Pénal - International, Droit pénal général
02/07/2018
Dans un arrêt rendu le 18 juin 2018, le Conseil d’État précise le contrôle devant être effectué par les autorités françaises quant à la double incrimination dans le cas d'une demande d'extradition.
Il résulte des principes généraux du droit de l'extradition qu'il n'appartient pas aux autorités françaises, lorsqu'elles se prononcent sur une demande d'extradition, de vérifier si les faits pour lesquels l'extradition est demandée ont reçu, de la part des autorités de l'État requérant, une exacte qualification juridique au regard de la loi pénale de cet État.

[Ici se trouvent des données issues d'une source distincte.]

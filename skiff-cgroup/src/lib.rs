//! cgroup v1 resource limits with pluggable backends
//!
//! This crate provides a trait-based abstraction over the cgroup v1 `cpu` and
//! `memory` controllers for container resource limits, including the
//! production limiter, a mock for tests, and the cleanup that removes a
//! container's groups once it has exited.

#![warn(missing_docs, clippy::all, clippy::pedantic, clippy::nursery)]
#![allow(
    clippy::module_name_repetitions,
    clippy::missing_errors_doc,
    clippy::missing_panics_doc
)]

pub mod backend;
pub mod cleanup;
pub mod controller;
pub mod lease;
pub mod limits;

pub use backend::{CgroupMembership, CgroupV1, MockLimiter, ResourceLimiter};
pub use cleanup::CleanupReport;
pub use controller::{CgroupGroup, Controller};
pub use lease::CgroupLease;

// Re-export commonly used types
pub use skiff_core::{CgroupHierarchy, CpuLimit, MemoryLimit, ResourceLimits};
//! Forwarding of SIGINT and SIGTERM to the process being waited on
//!
//! Both the launcher and the bootstrap block on exactly one child. While they
//! do, an interrupt or termination request is passed on as SIGTERM so the
//! child can exit and the waiting side can still unwind and clean up.

use nix::sys::signal::{kill, Signal};
use nix::unistd::Pid;
use std::sync::Once;
use std::sync::atomic::{AtomicI32, Ordering};
use tracing::{debug, warn};

static TARGET: AtomicI32 = AtomicI32::new(0);
static INSTALL: Once = Once::new();

/// Forwarding stays active while this is alive
#[must_use = "forwarding stops when the guard is dropped"]
#[derive(Debug)]
pub struct Forwarding {
    pid: Pid,
}

/// Forward SIGINT and SIGTERM to `pid` until the returned guard is dropped
pub fn forward_to(pid: Pid) -> Forwarding {
    TARGET.store(pid.as_raw(), Ordering::SeqCst);

    INSTALL.call_once(|| {
        if let Err(e) = ctrlc::set_handler(|| {
            let pid = TARGET.load(Ordering::SeqCst);
            if pid > 0 {
                warn!(pid, "Received interrupt, forwarding SIGTERM to child");
                let _ = kill(Pid::from_raw(pid), Signal::SIGTERM);
            }
        }) {
            // Not fatal: the child can still be stopped directly
            warn!("Could not set signal handler: {}", e);
        }
    });

    debug!(pid = pid.as_raw(), "Forwarding signals");
    Forwarding { pid }
}

impl Drop for Forwarding {
    fn drop(&mut self) {
        // Only clear our own registration
        let _ = TARGET.compare_exchange(self.pid.as_raw(), 0, Ordering::SeqCst, Ordering::SeqCst);
    }
}
//! Resource limit implementations
//!
//! This module provides methods for setting CPU and memory limits
//! by writing to cgroup v1 control files

use skiff_core::{CpuLimit, MemoryLimit, ResourceLimits, Result};
use tracing::debug;

use crate::controller::{CgroupGroup, Controller};

impl CgroupGroup {
    /// Set the memory limit for this group
    ///
    /// The same value caps memory and memory+swap, so the container cannot
    /// escape the limit by swapping.
    pub fn set_memory_limit(&self, limit: &MemoryLimit) -> Result<()> {
        let bytes = limit.limit.as_bytes();

        debug!("Setting memory limit to {}", limit.limit);

        self.write("memory.limit_in_bytes", bytes)?;
        self.write("memory.memsw.limit_in_bytes", bytes)
    }

    /// Set the CFS bandwidth limit for this group
    ///
    /// The period is written before the quota: the kernel checks the quota
    /// against the period already in place.
    pub fn set_cpu_limit(&self, limit: &CpuLimit) -> Result<()> {
        let period = limit.period.as_micros();
        let quota = limit.quota_micros();

        debug!(
            "Setting CPU limit to {} (quota={} period={})",
            limit.cores, quota, period
        );

        self.write("cpu.cfs_period_us", period)?;
        self.write("cpu.cfs_quota_us", quota)
    }

    /// Ask the kernel to run the release agent once the group empties
    pub fn enable_release_notification(&self) -> Result<()> {
        self.write("notify_on_release", 1)
    }

    /// Write whichever of `limits` belongs to this group's controller
    pub fn apply(&self, limits: &ResourceLimits) -> Result<()> {
        match self.controller {
            Controller::Memory => self.set_memory_limit(&limits.memory),
            Controller::Cpu => self.set_cpu_limit(&limits.cpu),
        }
    }
}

Il leur appartient, en revanche, de vérifier qu'est respecté le principe, énoncé au paragraphe 1 de l'article 2 de la Convention européenne d'extradition du 13 décembre 1957, de la double incrimination par la législation de l'État requérant et par celle de l'État requis. Si ce principe n'implique pas que la qualification pénale des faits soit identique dans ces deux législations, il requiert que les faits soient incriminés par l'une et l'autre et satisfassent à la condition relative aux peines encourues, dans le respect des principes de non-rétroactivité de la loi pénale et d'application immédiate de la loi pénale moins sévère, tels qu'ils sont imposés par l'ordre public français. Telle est la solution d’un arrêt du Conseil d’État rendu le 18 juin 2018 (v. déjà : CE, 24 mai 1985, n° 65207).

Respect du principe de non-rétroactivité

L’extradition d’un binational serbe et bosnien avait été demandée par les autorités bosniennes pour des faits qualifiés de crimes contre l’humanité commis en juin 1992. L’intéressé demandait au Conseil d’État l’annulation pour excès de pouvoir du décret ayant accordé son extradition au motif que cette demande méconnaissait le principe de non-rétroactivité de la loi pénale.

Le Conseil d’État, énonce la solution susvisée et rejette la demande de l’intéressé. S’agissant du principe de non-rétroactivité de la loi, le Conseil relève que la Convention du 26 novembre 1968 sur l’imprescriptibilité des crimes de guerre et des crimes contre l’humanité, à laquelle la République fédérative socialiste de Yougoslavie était partie, renvoyait à la définition des crimes contre l’humanité fixée par l’article 6, c), du statut du Tribunal militaire international de Nuremberg. Ainsi, les crimes contre l’humanité étaient, à la date des faits reprochés, définis de façon suffisamment accessible et prévisible comme des crimes de droit international. Par conséquent, l’extradition de l’intéressé, demandée aux fins de poursuivre des faits qualifiés de crimes contre l’humanité, « qui étaient définis à la date de leur commission en vertu des principes généraux du droit international auxquels renvoie le droit pénal de l’État requérant, ne peut être regardée comme ayant été accordée en méconnaissance du principe de non-rétroactivité de la loi pénale imposé par l’ordre public français ».